And yet, these documents are being created on computers, and so it's kind of crazy that they are not preserved and indexed in a way that makes it possible for somebody in less than a minute to go out and pulled up those related documents, have them ranked in an appropriate way, have the portion of the document that applies to their problem highlighted for them, and then be able to take advantage of that. So it's a pretty basic idea, but one that I think there are almost no companies today that really meet that test in its full implication.

Finally, there's the notion of using feedback loops in a different way. You know, I'm a big believer that feedback loops are very, very important. The customer feedback loop, you know, if you have a big customer base and you are listening to that customer base tell you about what's wrong with your product, or what's wrong with the way that you are working with them, you know, as long as you get that information to the right people, you should have a huge competitive advantage. The marketplace is taking time to help educate you, and help you set your priorities.
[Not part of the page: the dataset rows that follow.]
//! # Error Types
//!
//! This module defines the error taxonomy for the timetable generation
//! engine. Every fatal condition a generation run can hit has its own
//! variant, so callers can distinguish "your data makes a timetable
//! impossible" from "the search ran out of time" and react accordingly.
//!
//! ## Examples
//!
//! Using the `Result` type:
//!
//! ```rust
//! use timetablegen::error::{EngineError, Result};
//!
//! fn some_step() -> Result<()> {
//!     Ok(())
//! }
//!
//! fn caller() {
//!     match some_step() {
//!         Ok(_) => println!("Success!"),
//!         Err(e) => println!("Error: {}", e),
//!     }
//! }
//! ```

use thiserror::Error;

use crate::csp::InfeasibilityReport;

/// Represents errors that can occur while generating a timetable.
///
/// The variants mirror the engine's failure taxonomy: static domain
/// construction, feasibility search, and configuration each fail in
/// distinguishable ways. Soft-constraint stalls during optimization are
/// deliberately *not* errors; the optimizer always returns the best
/// candidate it found.
#[derive(Error, Debug)]
pub enum EngineError {
    /// No (slot, room) placement exists for a session even before search
    /// begins. Carries the session description and the requirement that
    /// could not be met.
    #[error("empty domain for {session}: {requirement}")]
    DomainEmpty {
        /// Human-readable description of the session with no candidates.
        session: String,
        /// The unmet requirement that emptied the domain.
        requirement: String,
    },

    /// The feasibility search exhausted the whole space without finding a
    /// complete assignment. Carries the conflicting constraint set
    /// discovered at the deepest point of the search.
    #[error("no feasible timetable: {0}")]
    Infeasible(InfeasibilityReport),

    /// The search exceeded its wall-clock budget without either finding a
    /// solution or proving that none exists. Distinct from
    /// [`EngineError::Infeasible`] so callers can suggest a larger time
    /// limit instead of reporting contradictory constraints.
    #[error("solver exceeded its time budget of {budget_secs}s")]
    Timeout {
        /// The budget that was exceeded, in seconds.
        budget_secs: u64,
    },

    /// Cooperative cancellation was observed at a checkpoint. Partial work
    /// is discarded.
    #[error("generation cancelled")]
    Cancelled,

    /// An invalid configuration or inconsistent input data was provided.
    #[error("configuration error: {0}")]
    Configuration(String),

    /// An operation that requires a non-empty population was invoked on an
    /// empty one.
    #[error("empty population: cannot operate on an empty population")]
    EmptyPopulation,
}

/// A specialized `Result` type for engine operations.
pub type Result<T> = std::result::Result<T, EngineError>;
And yet, as companies get larger, that idea of taking that feedback and not just being anecdotal about it, actually in many cases being numeric about it, it gets to be very difficult. In fact, you go to lots of meetings where a decision will often be based on who has most powerful anecdotes and, as a CEO, you often wonder was that a statistically significant anecdote, or was it just the forceful story that was told there? Sometimes a horrific story that makes you say, okay, I guess we should go in that new direction.

What you'd really like is an environment where in any customer interaction it's possible for them to give you quick feedback. Here the Web site is sort of the ultimate in that you can take some percentage of people who visit your Web site and simply put up the screen at the end of that session, and say, did you like the Web site, at least get them to give a general rating, and if they were frustrated by what went on, if they give a low rating, then you tag all of the interaction that took place there and have somebody go and look at that. If they type in a search command on your Web site trying to find some product information and they get no results, you know, obviously they are not going to be too happy about that. You have all that information.

And so a Web site, if it's properly managed, if you look at the traffic, if you ask people to give you feedback, you know, that's something where every day you can go back in and say, hey, we need to make this Web site better.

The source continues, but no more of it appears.